The Changing Campuses theme carries on into 2023 via a series of events which Jill Dickinson (now At University of Leeds) is leading with Sam Elkington (University of Teesside) for the Society for Research in Higher Education, on the theme of the future of learning landscapes.  The three hybrid sessions are 1) Assemblages (22-2-23); 2) Networks (26-4-23) and 3) Flexibilities (14-6-23). Full details are here: https://srhe.ac.uk/landscapes-of-learning-for-unknown-futures-prospects-for-space-in-higher-education/

Meanwhile, as a follow-on to the Changing Places theme the SHU SPG’s theme for 2023 will be ‘Creative Destruction’. This post is a call for proposals, in order to see how much interest there is in engaging with this theme, both within SHU and beyond. The level of interest will then shape how this year’s series of online events is pulled together. So, please send me (l.e.bennett@shu.ac.uk) a proposal by 15 March 2023 if you would like to contribute, for this please provide a title, a paragraph setting out a summary of your project, idea etc and details of by when in 2023 you would be ready to present your contribution. 

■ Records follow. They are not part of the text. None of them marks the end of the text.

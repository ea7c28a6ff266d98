// Diagram ingestion: JSON data flow diagrams with trust-zone groupings

use crate::error::{MaterializeError, Result};
use crate::graph::{DataFlowGraph, Zone};
use serde::{Deserialize, Serialize};
use std::collections::{HashMap, HashSet};
use std::fs;
use std::path::Path;
use tracing::debug;

/// A trust boundary grouping. Zones are listed least trusted first and a
/// zone's rank is its position in that list.
#[derive(Debug, Clone, PartialEq, Eq, Serialize, Deserialize)]
pub struct ZoneSpec {
    pub id: String,
    #[serde(default)]
    pub label: Option<String>,
    pub members: Vec<String>,
}

#[derive(Debug, Clone, PartialEq, Eq, Serialize, Deserialize)]
pub struct NodeSpec {
    pub id: String,
    pub label: String,
}

#[derive(Debug, Clone, PartialEq, Eq, Serialize, Deserialize)]
pub struct EdgeSpec {
    pub id: String,
    pub source: String,
    pub destination: String,
    pub process: String,
}

#[derive(Debug, Clone, PartialEq, Eq, Serialize, Deserialize)]
pub struct Diagram {
    pub zones: Vec<ZoneSpec>,
    pub nodes: Vec<NodeSpec>,
    #[serde(default)]
    pub edges: Vec<EdgeSpec>,
}

impl Diagram {
    pub fn from_json(json: &str) -> Result<Self> {
        Ok(serde_json::from_str(json)?)
    }

    pub fn load(path: &Path) -> Result<Self> {
        let content = fs::read_to_string(path)
            .map_err(|e| MaterializeError::ingestion(path, e.to_string()))?;
        let diagram: Diagram = serde_json::from_str(&content)
            .map_err(|e| MaterializeError::ingestion(path, e.to_string()))?;
        debug!(
            path = %path.display(),
            zones = diagram.zones.len(),
            nodes = diagram.nodes.len(),
            edges = diagram.edges.len(),
            "loaded diagram"
        );
        Ok(diagram)
    }

    /// Rank every node by the zone that contains it.
    ///
    /// Fails when a zone id repeats, a zone lists an undeclared node or the
    /// same node twice, or a node sits in no zone or in more than one.
    pub fn trust_zones(&self, path: &Path) -> Result<HashMap<&str, Zone>> {
        let invalid = |reason: String| MaterializeError::ingestion(path, reason);
        let declared: HashSet<&str> = self.nodes.iter().map(|n| n.id.as_str()).collect();
        let mut seen_zones = HashSet::new();
        let mut ranks: HashMap<&str, Zone> = HashMap::new();

        for (rank, zone) in self.zones.iter().enumerate() {
            let rank = rank as Zone;
            if !seen_zones.insert(zone.id.as_str()) {
                return Err(invalid(format!("duplicate zone id '{}'", zone.id)));
            }
            for member in &zone.members {
                if !declared.contains(member.as_str()) {
                    return Err(invalid(format!(
                        "zone '{}' lists undeclared node '{}'",
                        zone.id, member
                    )));
                }
                if let Some(previous) = ranks.insert(member.as_str(), rank) {
                    return Err(invalid(if previous == rank {
                        format!("zone '{}' lists node '{}' more than once", zone.id, member)
                    } else {
                        format!("node '{}' belongs to more than one zone", member)
                    }));
                }
            }
        }

        if let Some(orphan) = self.nodes.iter().find(|n| !ranks.contains_key(n.id.as_str())) {
            return Err(invalid(format!("node '{}' has no trust zone", orphan.id)));
        }

        Ok(ranks)
    }

    /// Build the in-memory graph. Structural problems are ingestion errors;
    /// edges pointing at unknown nodes are data errors.
    pub fn build_graph(&self, path: &Path) -> Result<DataFlowGraph> {
        let ranks = self.trust_zones(path)?;

        let mut graph = DataFlowGraph::new();
        for node in &self.nodes {
            graph.add_node(node.id.as_str(), node.label.as_str(), ranks[node.id.as_str()])?;
        }
        for edge in &self.edges {
            graph.add_flow(
                edge.id.as_str(),
                &edge.source,
                &edge.destination,
                &edge.process,
            )?;
        }

        debug!(
            nodes = graph.node_count(),
            flows = graph.flow_count(),
            "built data flow graph"
        );
        Ok(graph)
    }
}

/// Read a diagram file and build its graph.
pub fn load_graph(path: &Path) -> Result<DataFlowGraph> {
    Diagram::load(path)?.build_graph(path)
}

At our online events (which are free to participate in) each contributor gets 15 minutes to give their presentation, followed by discussion. The focus in our events is on relaxed interdisciplinarity and on the creative power of juxtaposing “presentations that by rights wouldn’t normally appear in the same event, but when they do it gets you thinking”. In our 2022 sessions we hosted presenters from management studies, architecture, education, facilities management, tourism, creative writing, disability studies, film making, sports & leisure studies, criminology,  performance, graphic communication, law, museum studies, urban studies, jewellery design and social policy. 

Recordings of our themed sessions held over recent years are all available here: Sheffield Hallam University Space & Place Group – YouTube

Creative Destruction – a call for contributions

Growing out of 2022’s concern to examine through a variety of arts, humanities and social science lenses how places change, this year’s SHU SPG theme seeks to provoke an open (and playful) interpretation of the expression ‘creative destruction’. Perhaps there are four main sense that could be applied to this term:

  1. how the act of destruction has certain aesthetic potentiality (i.e. can be used as a creative resource or object)
  2. how the act of creativity necessarily often requires an (underacknowledged) element of destruction, elimination or subtraction (i.e. you can’t make an omelette without breaking some eggs)
  3. how an urge to destroy-in-order-to-replace (i.e. to create the new) underpins capitalism and its urban processes
  4. how the entropy in all things cannot be resisted, but can be curated (e.g. DeSilvey’s ‘palliative curation’ of ruins).

Through our call we seek contributions from any discipline that can speak to any of the above (or add new interpretations of the phrase). The only requirement is that the contribution either directly or indirectly applies to the built environment. An indirect contribution could be a presentation concerned (for example) with sculpture as a subtraction process, if the presenter was happy to allow an onward discussion to consider how the act of stone sculpture could be likened to urban subtraction processes. In other words: bring us the stimulus and then we’ll see where it can head onward to.

In disciplinary terms ‘creative destruction’ has a clear meaning in Marxist economics – in its theorisation of capitalism’s destruction drive in the quest for the constant production of new surplus value. Meanwhile in the arts, as expressed by anarchist philosopher Mikhail Bakunin in 1842, “the urge to destroy is a creative passion”. But destruction is more than just catharsis: destruction-based artworks embody a conundrum in that through subtraction, inflicted damage or disassembly the resulting / remaining item is rendered more noticeable, more noteworthy. Thus, destruction creates poignancy for a residual object (and/or memory of the moment of destruction). Meanwhile in the gritty realm of the prosaic, cities shrink through urban editing (de-densification) and buildings a subtracted through the industrial arts of demolition.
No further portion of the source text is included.